The Londoner from Lagos wowed the fringe with a show about language, family and cross-cultural identity. She talks about dread, dreams and her bid for ‘controlled chaos’
Before her first Edinburgh fringe run last summer, Ayoade Bamgboye put a question to her comedy friends: “How do you debut?” She recalls their advice: “You introduce yourself, and there’s a point of view. There should also be a narrative arc. And you need to establish who you are as a comedian.” This was a lot to hear. “It filled me with dread,” says the 31-year-old. “There’s this recurring thought that you can only debut once. If it falls flat, then you’re just a shit debutante, forever.”

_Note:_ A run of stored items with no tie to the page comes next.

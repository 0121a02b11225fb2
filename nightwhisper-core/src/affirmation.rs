//! Saved night affirmations.
use serde::{Deserialize, Serialize};

use crate::constants::KEY_AFFIRMATIONS;
use crate::store::{Store, StoreExt};

#[derive(Debug, Clone, PartialEq, Eq, Serialize, Deserialize)]
#[serde(rename_all = "camelCase")]
pub struct AffirmationRecord {
    pub id: String,
    pub card_name: String,
    #[serde(default, skip_serializing_if = "Option::is_none")]
    pub card_image: Option<String>,
    /// Unix milliseconds.
    pub created_at: i64,
    pub text: String,
    #[serde(default)]
    pub favorite: bool,
    #[serde(default)]
    pub cover: bool,
}

/// The affirmation currently on screen, saved or not.
#[derive(Debug, Clone, PartialEq, Eq)]
pub struct AffirmationDraft {
    pub id: String,
    pub card_name: String,
    pub card_image: Option<String>,
    pub created_at: i64,
    pub text: String,
}

impl AffirmationDraft {
    #[must_use]
    pub fn new(card_name: Option<&str>, created_at: i64, text: impl Into<String>) -> Self {
        Self {
            id: format!("affirm-{created_at}"),
            card_name: card_name.unwrap_or("Night card").to_string(),
            card_image: None,
            created_at,
            text: text.into(),
        }
    }
}

#[derive(Debug, Clone, Copy, Default, PartialEq, Eq)]
pub struct SaveOptions {
    pub toggle_favorite: bool,
    pub mark_cover: bool,
}

/// Persisted affirmation list, newest first.
#[derive(Debug, Clone, Default, PartialEq, Eq)]
pub struct AffirmationBook {
    items: Vec<AffirmationRecord>,
    cap: usize,
}

impl AffirmationBook {
    #[must_use]
    pub fn new(cap: usize) -> Self {
        Self {
            items: Vec::new(),
            cap,
        }
    }

    pub fn load<S: Store + ?Sized>(store: &S, cap: usize) -> Self {
        let mut items: Vec<AffirmationRecord> = store.load(KEY_AFFIRMATIONS).unwrap_or_default();
        items.truncate(cap);
        Self { items, cap }
    }

    pub fn save<S: Store + ?Sized>(&self, store: &S) -> bool {
        store.persist(KEY_AFFIRMATIONS, &self.items)
    }

    #[must_use]
    pub fn items(&self) -> &[AffirmationRecord] {
        &self.items
    }

    #[must_use]
    pub fn get(&self, id: &str) -> Option<&AffirmationRecord> {
        self.items.iter().find(|item| item.id == id)
    }

    #[must_use]
    pub fn cover(&self) -> Option<&AffirmationRecord> {
        self.items.iter().find(|item| item.cover)
    }

    /// Save or update `draft`.
    ///
    /// An existing record keeps its flags and takes the new text; a new one
    /// goes to the front. Marking cover clears it everywhere else. Blank text
    /// is not saved.
    pub fn upsert(&mut self, draft: &AffirmationDraft, opts: SaveOptions) -> Option<&AffirmationRecord> {
        let text = draft.text.trim();
        if text.is_empty() {
            return None;
        }
        if let Some(existing) = self.items.iter_mut().find(|item| item.id == draft.id) {
            existing.text = text.to_string();
            if opts.toggle_favorite {
                existing.favorite = !existing.favorite;
            }
        } else {
            self.items.insert(
                0,
                AffirmationRecord {
                    id: draft.id.clone(),
                    card_name: draft.card_name.clone(),
                    card_image: draft.card_image.clone(),
                    created_at: draft.created_at,
                    text: text.to_string(),
                    favorite: opts.toggle_favorite,
                    cover: false,
                },
            );
            self.items.truncate(self.cap.max(1));
        }
        if opts.mark_cover {
            self.set_cover(&draft.id);
        }
        self.get(&draft.id)
    }

    /// Make `id` the only cover. Unknown ids leave everything untouched.
    pub fn set_cover(&mut self, id: &str) -> bool {
        if self.get(id).is_none() {
            return false;
        }
        for item in &mut self.items {
            item.cover = item.id == id;
        }
        true
    }

    pub fn toggle_favorite(&mut self, id: &str) -> Option<bool> {
        let item = self.items.iter_mut().find(|item| item.id == id)?;
        item.favorite = !item.favorite;
        Some(item.favorite)
    }
}

#[cfg(test)]
mod tests {
    use super::*;
    use crate::store::MemoryStore;

    fn draft(ts: i64, text: &str) -> AffirmationDraft {
        AffirmationDraft::new(Some("The Star"), ts, text)
    }

    #[test]
    fn new_records_go_to_front_and_cap() {
        let mut book = AffirmationBook::new(2);
        book.upsert(&draft(1, "one"), SaveOptions::default());
        book.upsert(&draft(2, "two"), SaveOptions::default());
        book.upsert(&draft(3, "three"), SaveOptions::default());
        let texts: Vec<_> = book.items().iter().map(|a| a.text.as_str()).collect();
        assert_eq!(texts, ["three", "two"]);
    }

    #[test]
    fn cover_moves_to_latest_marked() {
        let mut book = AffirmationBook::new(40);
        let cover = SaveOptions {
            mark_cover: true,
            ..SaveOptions::default()
        };
        book.upsert(&draft(1, "A"), cover);
        book.upsert(&draft(2, "B"), cover);
        let covers: Vec<_> = book.items().iter().filter(|a| a.cover).collect();
        assert_eq!(covers.len(), 1);
        assert_eq!(covers[0].text, "B");
    }

    #[test]
    fn resaving_updates_text_and_toggles_favorite() {
        let mut book = AffirmationBook::new(40);
        let fav = SaveOptions {
            toggle_favorite: true,
            ..SaveOptions::default()
        };
        assert!(book.upsert(&draft(1, "first"), fav).unwrap().favorite);
        let again = book.upsert(&draft(1, "edited"), fav).unwrap();
        assert!(!again.favorite);
        assert_eq!(again.text, "edited");
        assert_eq!(book.items().len(), 1);
    }

    #[test]
    fn blank_text_is_ignored() {
        let mut book = AffirmationBook::new(40);
        assert!(book.upsert(&draft(1, "   "), SaveOptions::default()).is_none());
        assert!(book.items().is_empty());
    }

    #[test]
    fn persists_camel_case() {
        let store = MemoryStore::new();
        let mut book = AffirmationBook::new(40);
        book.upsert(&draft(7, "kept"), SaveOptions::default());
        assert!(book.save(&store));
        let raw = store.raw(KEY_AFFIRMATIONS).unwrap();
        assert_eq!(raw[0]["cardName"], "The Star");
        assert_eq!(raw[0]["createdAt"], 7);
        assert_eq!(AffirmationBook::load(&store, 40), book);
    }

    #[test]
    fn unknown_cover_is_rejected() {
        let mut book = AffirmationBook::new(40);
        book.upsert(&draft(1, "A"), SaveOptions::default());
        assert!(!book.set_cover("affirm-99"));
        assert!(book.cover().is_none());
        assert_eq!(book.toggle_favorite("affirm-1"), Some(true));
    }
}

Reader, Bamgboye avoided this fate, and then some. A fringe first-timer with a very slender comedy CV behind her, the Londoner-via-Lagos arrived at the festival with a fresh-minted show, Swings and Roundabouts, and left clutching the prestigious best newcomer award, as formerly won by Harry Hill, Sarah Millican and Tim Minchin. (She was the first Black woman to win the award.) It’s a ticket to the big time and Bamgboye is still reeling. “These past months have been very difficult, getting out of my head and out of my own way. That question of: why me, why this, why now?” Sometimes, only a cliche will cover it. “It changed my life,” says Bamgboye flatly. “I hate to say stuff like that, but it did.”